7. Probability Theorems

This chapter delves into fundamental probability theorems, providing the foundational rules for calculating probabilities in various scenarios. We'll explore key concepts and illustrate them with examples.

7.1 What is Probability?

Probability is a measure of the likelihood that an event will occur. It is expressed as a number between 0 and 1, inclusive, where:

• 0 indicates impossibility (the event cannot happen).
• 1 indicates certainty (the event is guaranteed to happen).
• Values between 0 and 1 represent varying degrees of likelihood.

The basic formula for probability is:

$P(E) = \frac{\text{Number of favorable outcomes}}{\text{Total number of possible outcomes}}$

Where:

• $P(E)$ is the probability of event $E$ occurring.

7.2 Probability Theorems

Probability theorems are a set of rules that govern how probabilities combine and interact.

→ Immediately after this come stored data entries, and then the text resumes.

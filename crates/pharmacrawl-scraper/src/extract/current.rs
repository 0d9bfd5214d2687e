use std::sync::LazyLock;

use pharmacrawl_core::SiteVariant;
use scraper::{ElementRef, Html, Selector};

use super::{lookup_code, page_label, select_text, Extractor};
use crate::types::{RawRecord, Target};

static TILE: LazyLock<Selector> =
    LazyLock::new(|| Selector::parse(".col-tile").expect("valid tile selector"));
static TILE_TITLE: LazyLock<Selector> =
    LazyLock::new(|| Selector::parse(".product-title").expect("valid tile title selector"));
static TILE_PRICE_OLD: LazyLock<Selector> = LazyLock::new(|| {
    Selector::parse(".ty-list-price:last-child").expect("valid tile old price selector")
});
static TILE_PRICE: LazyLock<Selector> =
    LazyLock::new(|| Selector::parse(".ty-price-num").expect("valid tile price selector"));
static TILE_CODE: LazyLock<Selector> = LazyLock::new(|| {
    Selector::parse(r#"input[name$="[product_code]"]"#).expect("valid product code selector")
});

static BLOCK_TITLE: LazyLock<Selector> = LazyLock::new(|| {
    Selector::parse(".ty-product-block-title").expect("valid block title selector")
});
static BLOCK_TITLE_TEXT: LazyLock<Selector> = LazyLock::new(|| {
    Selector::parse(".ty-product-block-title > bdi").expect("valid block title text selector")
});
static PRODUCT_ID: LazyLock<Selector> =
    LazyLock::new(|| Selector::parse("[data-ca-product-id]").expect("valid product id selector"));

/// Storefront markup: tiled category listings and single product blocks.
#[derive(Debug, Clone, Copy, Default)]
pub struct CurrentExtractor;

impl Extractor for CurrentExtractor {
    fn extract(&self, html: &Html, target: &Target) -> Vec<RawRecord> {
        match target {
            Target::ListingPage { .. } => extract_tiles(html, target),
            Target::DirectLookup { .. } => extract_product_block(html, target),
        }
    }
}

fn extract_tiles(html: &Html, target: &Target) -> Vec<RawRecord> {
    let page_number = page_label(target);
    let records: Vec<RawRecord> = html
        .select(&TILE)
        .filter_map(|tile| {
            let title = select_text(tile, &TILE_TITLE);
            if title.trim().is_empty() {
                return None;
            }
            Some(RawRecord {
                title,
                price_text: select_text(tile, &TILE_PRICE),
                price_old_text: select_text(tile, &TILE_PRICE_OLD),
                product_code: tile_code(tile),
                category: target.category().to_string(),
                page_number: page_number.clone(),
                source_site: SiteVariant::Current,
            })
        })
        .collect();

    tracing::debug!(target = %target, records = records.len(), "extracted listing tiles");
    records
}

fn tile_code(tile: ElementRef<'_>) -> String {
    tile.select(&TILE_CODE)
        .next()
        .and_then(|input| input.value().attr("value"))
        .unwrap_or_default()
        .to_string()
}

fn extract_product_block(html: &Html, target: &Target) -> Vec<RawRecord> {
    if html.select(&BLOCK_TITLE).next().is_none() {
        tracing::debug!(target = %target, "no .ty-product-block-title in product document");
        return Vec::new();
    }

    let root = html.root_element();
    let title = select_text(root, &BLOCK_TITLE_TEXT);
    if title.trim().is_empty() {
        return Vec::new();
    }

    let product_id = html
        .select(&PRODUCT_ID)
        .next()
        .and_then(|el| el.value().attr("data-ca-product-id"))
        .map(str::trim)
        .filter(|id| !id.is_empty() && id.bytes().all(|b| b.is_ascii_digit()));

    let (price_text, price_old_text) = match product_id {
        Some(id) => (
            id_suffixed_text(root, "sec_discounted_price_", id),
            id_suffixed_text(root, "sec_list_price_", id),
        ),
        None => {
            tracing::debug!(target = %target, "product block has no numeric data-ca-product-id");
            (String::new(), String::new())
        }
    };

    vec![RawRecord {
        title,
        price_text,
        price_old_text,
        product_code: lookup_code(target),
        category: target.category().to_string(),
        page_number: page_label(target),
        source_site: SiteVariant::Current,
    }]
}

fn id_suffixed_text(root: ElementRef<'_>, prefix: &str, id: &str) -> String {
    match Selector::parse(&format!("#{prefix}{id}")) {
        Ok(selector) => select_text(root, &selector),
        Err(_) => String::new(),
    }
}

#[cfg(test)]
mod tests {
    use super::*;
    use crate::extract::extract_html;

    fn listing() -> Target {
        Target::ListingPage {
            base_url: "https://shop.aversi.ge/ka/medication/-/".to_string(),
            page_number: 2,
            page_size: 192,
            site: SiteVariant::Current,
            last_page: 12,
            category: "https://shop.aversi.ge/ka/medication/-/".to_string(),
        }
    }

    fn lookup() -> Target {
        Target::DirectLookup {
            identifier: 840,
            site: SiteVariant::Current,
        }
    }

    #[test]
    fn tiles_without_titles_are_dropped() {
        let html = r#"
            <div class="col-tile">
              <a class="product-title">Aspirin 500mg</a>
              <span class="ty-price-num">5,50</span>
              <input type="hidden" name="product_data[1][product_code]" value="A100">
            </div>
            <div class="col-tile"><a class="product-title"></a></div>"#;
        let records = extract_html(html, &listing());
        assert_eq!(records.len(), 1);
        assert_eq!(records[0].product_code, "A100");
        assert_eq!(records[0].page_number, "2");
        assert_eq!(records[0].category, "https://shop.aversi.ge/ka/medication/-/");
    }

    #[test]
    fn tile_old_price_uses_last_child_list_price() {
        let html = r#"
            <div class="col-tile">
              <a class="product-title">Nurofen</a>
              <span class="ty-strike"><span class="ty-list-price">12,40</span></span>
              <span class="ty-price-num">9,90</span>
            </div>"#;
        let records = extract_html(html, &listing());
        assert_eq!(records[0].price_old_text, "12,40");
        assert_eq!(records[0].price_text, "9,90");
        assert_eq!(records[0].product_code, "");
    }

    #[test]
    fn product_block_prices_use_id_suffixed_nodes() {
        let html = r#"
            <div class="ty-product-block" data-ca-product-id="5521">
              <h1 class="ty-product-block-title"><bdi>Vitamin C 1000mg</bdi></h1>
              <span id="sec_list_price_5521">14,00</span>
              <span id="sec_discounted_price_5521">11,20</span>
            </div>"#;
        let records = extract_html(html, &lookup());
        assert_eq!(records.len(), 1);
        assert_eq!(records[0].title, "Vitamin C 1000mg");
        assert_eq!(records[0].price_text, "11,20");
        assert_eq!(records[0].price_old_text, "14,00");
        assert_eq!(records[0].product_code, "840");
        assert_eq!(records[0].page_number, "");
    }

    #[test]
    fn product_block_without_title_node_yields_nothing() {
        let html = r#"<div data-ca-product-id="5521"><h1>Not found</h1></div>"#;
        assert!(extract_html(html, &lookup()).is_empty());
    }

    #[test]
    fn product_block_without_id_keeps_blank_prices() {
        let html = r#"<h1 class="ty-product-block-title"><bdi>Bandage</bdi></h1>"#;
        let records = extract_html(html, &lookup());
        assert_eq!(records.len(), 1);
        assert_eq!(records[0].price_text, "");
    }
}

They are essential for solving more complex probability problems and for understanding statistical inference.

7.3 Theorem of Complementary Events

The theorem of complementary events states that the probability of an event not occurring is equal to 1 minus the probability of the event occurring.

Formula: $P(A') = 1 - P(A)$

Where:

• $A'$ represents the complement of event $A$ (i.e., event $A$ does not occur).
• $P(A')$ is the probability of event $A'$ occurring.
• $P(A)$ is the probability of event $A$ occurring.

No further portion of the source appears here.